I'm sure that as you read this, you're wondering if you can handle much more, as I did heading into the last batch of Sunday sessions. But please try to stick it out like I did, because there's some good ones coming up!

First up was Twilio's Christine Sunu with Crowd-Controlled Robots. This workshop was hosted on the same Remo platform as the Friday night event, and was quite different in format to most of the Zoom/Twitch sessions. In fact, it was actually quite similar to the Bring-A-Hack; Sunu started with an overview of internet-connected robots and techniques for connecting them. I was particularly excited when the topic of Roombas came up, since I actually first got into the hardware scene when I read Tod Kurt's Hacking Roomba, precipitating ordering my first Arduino from SparkFun back in 2007! Participants broke off into groups to create projects together — not really involving Roombas, as much as projects of any kind which improve people's remote experiences and ability to connect in these online-only times. I didn't participate in a group since I knew I wouldn't be able to commit fully while attending other sessions in parallel, but the portions I attended were a lot of fun!
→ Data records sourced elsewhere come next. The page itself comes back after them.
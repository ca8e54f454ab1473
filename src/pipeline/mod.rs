//! The dataset pipeline.
//!
//! A [`Pipeline`] runs every molecule through assignment, graph building and
//! filtering, and collects the survivors in a [`DatasetAssembler`].
//! Molecules are independent and run in parallel; within a molecule,
//! conformations are built in parallel, and filtering waits until the whole
//! molecule is built.
//!
//! Failures are split by scope. Assignment failures and shape mismatches
//! are tallied and the run goes on; store and dataset errors end the run.

mod control;

pub use control::{AbortHandle, NoopObserver, PipelineObserver};

use crate::dataset::{self, Dataset, DatasetAssembler, DatasetWriter, RunMetadata};
use crate::filter::{self, EnergyReference, FilterConfig};
use crate::forge::{self, ForceFieldParams, ForgeConfig};
use crate::graph::{self, GraphConfig};
use crate::io::{self, StructureStore};
use crate::model::graph::{GraphRecord, Provenance};
use crate::model::molecule::Molecule;
use crate::model::report::{MoleculeReport, MoleculeStatus, RejectionCounts, RejectionReason};
use crate::util::parallel::*;
use std::path::PathBuf;
use std::sync::atomic::{AtomicUsize, Ordering};
use thiserror::Error;

/// Fatal pipeline errors.
#[derive(Debug, Error)]
pub enum Error {
    #[error("structure store error: {0}")]
    Store(#[from] io::Error),

    #[error("dataset error: {0}")]
    Dataset(#[from] dataset::Error),

    #[error("invalid pipeline configuration: {0}")]
    Config(#[source] forge::Error),

    #[error("no molecule survived topology assignment ({processed} processed)")]
    NoMoleculesAssigned { processed: usize },

    #[error("pipeline run was aborted")]
    Aborted,
}

/// Where the finalized dataset goes.
#[derive(Debug, Clone, PartialEq)]
pub struct OutputTarget {
    pub path: PathBuf,
    pub overwrite: bool,
}

/// Everything a run needs; fixed for the run's lifetime.
#[derive(Debug, Clone, Default)]
pub struct PipelineConfig {
    pub forge: ForgeConfig,
    pub graph: GraphConfig,
    pub filter: FilterConfig,
    /// Persist the dataset here; `None` keeps it in memory only.
    pub output: Option<OutputTarget>,
}

pub struct Pipeline {
    config: PipelineConfig,
    params: ForceFieldParams,
    abort: AbortHandle,
}

impl Pipeline {
    /// Validates the configuration and loads the force-field table once.
    pub fn new(config: PipelineConfig) -> Result<Self, Error> {
        let params = forge::load_parameters(config.forge.params.as_deref()).map_err(Error::Config)?;
        if let Some(rules) = config.forge.typing_rules.as_deref() {
            forge::validate_typing_rules(rules).map_err(Error::Config)?;
        }
        Ok(Self {
            config,
            params,
            abort: AbortHandle::new(),
        })
    }

    pub fn config(&self) -> &PipelineConfig {
        &self.config
    }

    /// Handle that stops this pipeline between molecules.
    pub fn abort_handle(&self) -> AbortHandle {
        self.abort.clone()
    }

    /// Run metadata recorded in the dataset manifest.
    pub fn metadata(&self, name: &str) -> RunMetadata {
        let thresholds = &self.config.filter.thresholds;
        let mut metadata = RunMetadata::new(name);
        metadata.max_energy = thresholds.max_energy;
        metadata.max_force = thresholds.max_force;
        metadata.duplicate_tolerance = thresholds.duplicate_tolerance;
        metadata.energy_reference = match self.config.filter.reference {
            EnergyReference::Minimum => "minimum".to_string(),
            EnergyReference::Conformation(idx) => format!("conformation {idx}"),
        };
        metadata.nonbonded_cutoff = self.config.graph.nonbonded_cutoff;
        metadata.charge_method = self.config.forge.charge_method.name().to_string();
        metadata
    }

    /// Runs every entry of `store`, loading each molecule inside its worker.
    pub fn run_store(
        &self,
        name: &str,
        store: &StructureStore,
        observer: &dyn PipelineObserver,
    ) -> Result<Dataset, Error> {
        let mut metadata = self.metadata(name);
        metadata.source = Some(store.root().display().to_string());
        self.run(metadata, store.len(), observer, |index| Ok(store.load(index)?))
    }

    /// Runs molecules already in memory; their slice order is the store order.
    pub fn run_molecules(
        &self,
        name: &str,
        molecules: &[Molecule],
        observer: &dyn PipelineObserver,
    ) -> Result<Dataset, Error> {
        self.run(self.metadata(name), molecules.len(), observer, |index| {
            Ok(molecules[index].clone())
        })
    }

    fn run<F>(
        &self,
        metadata: RunMetadata,
        count: usize,
        observer: &dyn PipelineObserver,
        load: F,
    ) -> Result<Dataset, Error>
    where
        F: Fn(usize) -> Result<Molecule, Error> + Sync,
    {
        let mut assembler = DatasetAssembler::new(metadata);
        if let Some(output) = &self.config.output {
            let writer = DatasetWriter::new(&output.path, output.overwrite);
            writer.check_target()?;
            assembler = assembler.with_writer(writer);
        }

        log::info!("processing {} molecules", count);
        observer.run_started(count);
        let assigned = AtomicUsize::new(0);

        (0..count).into_par_iter().try_for_each(|index| {
            if self.abort.is_aborted() {
                return Err(Error::Aborted);
            }
            let molecule = load(index)?;
            let report = self.process_molecule(index, &molecule, &assembler)?;
            if report.is_assigned() {
                assigned.fetch_add(1, Ordering::Relaxed);
            }
            observer.molecule_done(&report);
            assembler.record_molecule(report)?;
            Ok(())
        })?;

        if self.abort.is_aborted() {
            return Err(Error::Aborted);
        }
        if assigned.load(Ordering::Relaxed) == 0 {
            return Err(Error::NoMoleculesAssigned { processed: count });
        }

        Ok(assembler.finalize()?)
    }

    /// Processes one molecule and hands its accepted records to `assembler`.
    ///
    /// Assignment failures and shape mismatches end up in the returned
    /// report; only assembler errors are returned as `Err`.
    pub fn process_molecule(
        &self,
        index: usize,
        molecule: &Molecule,
        assembler: &DatasetAssembler,
    ) -> Result<MoleculeReport, dataset::Error> {
        let topology = match forge::assign_with_params(molecule, &self.config.forge, &self.params) {
            Ok(topology) => topology,
            Err(err) => {
                log::warn!("{}: topology assignment failed: {}", molecule.id, err);
                return Ok(MoleculeReport::assignment_failed(
                    &molecule.id,
                    index,
                    molecule.atom_count(),
                    molecule.conformation_count(),
                    err.kind(),
                    err.to_string(),
                ));
            }
        };

        let built: Vec<Result<GraphRecord, graph::Error>> = molecule
            .conformations
            .par_iter()
            .enumerate()
            .map(|(conformation_index, conformation)| {
                let provenance = Provenance {
                    molecule_index: index,
                    conformation_index,
                    molecule_id: molecule.id.clone(),
                };
                graph::build(&topology, conformation, &provenance, &self.config.graph)
            })
            .collect();

        let mut rejected = RejectionCounts::default();
        let mut records = Vec::with_capacity(built.len());
        for (conformation_index, result) in built.into_iter().enumerate() {
            match result {
                Ok(record) => records.push(record),
                Err(err) => {
                    log::debug!(
                        "{} conformation {}: {}",
                        molecule.id,
                        conformation_index,
                        err
                    );
                    rejected.add(RejectionReason::ShapeMismatch);
                }
            }
        }

        let reference = filter::reference_energy(&records, self.config.filter.reference);
        let screening = filter::screen(records, reference, &self.config.filter);
        rejected.merge(&screening.rejected);

        let accepted = screening.accepted.len();
        for record in screening.accepted {
            assembler.add(record)?;
        }

        log::debug!(
            "{}: {} of {} conformations accepted",
            molecule.id,
            accepted,
            molecule.conformation_count()
        );
        Ok(MoleculeReport {
            molecule_id: molecule.id.clone(),
            molecule_index: index,
            atom_count: molecule.atom_count(),
            conformations: molecule.conformation_count(),
            status: MoleculeStatus::Assigned,
            accepted,
            rejected,
            reference_energy: screening.reference_energy,
        })
    }
}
Another pinnacle for me was Matthew Alt's The Hackers Guide to Hardware Debugging. Sure to be considered Remoticon core curriculum, Alt took us through the process of hacking a clone XBox One controller as only he could, with a combination of authoritative confidence in the subject matter and the ability to engage with participants at all technical levels. I had the pleasure of attending Alt's Introduction to Reverse Engineering with Ghidra course during the inaugural semester of HackadayU, and he continually blew me away with his seemingly limitless expertise while making content enjoyable and accessible to students of any level. After some brilliant tuition on SWD and the DAP, we interactively probed the epoxied chip to see what that blob was hiding. I supposed I'd better not reveal any spoilers about what we discovered since the entire two hour session is available now on YouTube! Unfortunately we ran out of time just as we were moving into the JTAG section of Alt's planned curriculum, but the good news is that he has blog posts where he dives into SWD and JTAG on his blog.

The third session during this time slot was Kier Mierle's Give Pigweed a Whirl. Before this session I honestly had no idea what Pigweed was, or why I should give it a whirl, but I was quite impressed with the framework as presented by the leader of its development team. Coming from a software development background, I've often been frustrated or frankly astonished at the state of some aspects of embedded development. Countless custom IDEs based on a version of Eclipse from 10 years ago, a lack of linting, unit testing or CI capabilities, and the inability to iterate rapidly are just a few of the scarring memories I can recall from recent experience — and Pigweed seems to be Google's answer to many of these complaints.

But wait, there's more! In addition to the workshops, more sessions were streaming at the same time over on Twitch; I unfortunately was not able to catch Peter Bosch's IC Reverse Engineering On a Shoestring, but I did manage to spend some time learning How to Create Guides that People Actually Use from Billie Ruben (yes, the same Billie Ruben that was 3D printing on fabric above!). If you've seen any of Ruben's 3D printing posters, then you'll already be familiar with her demonstrated expertise in this area. Ruben provided a framework for structuring your guide ("Why? / What? / How? / What If/Next?"), as well as useful tips and things to keep in mind, such as that "adults learn things in order to do stuff." We also had a good conversation going in the chat, sharing tips and ideas with the likes of seasoned maker @BarbMakesThings, making for a fun, interactive learning experience. In addition to the Twitch video linked to above, Ruben's slides are available on her web site.

And just like that, it was over. No closing keynote, no final hangout and goodbyes on the Remo conference platform, just...clicking the "Leave Meeting" button on Zoom, and then...a slow descent into withdrawal until the next virtual — or maybe, let's hope — in-person event next year!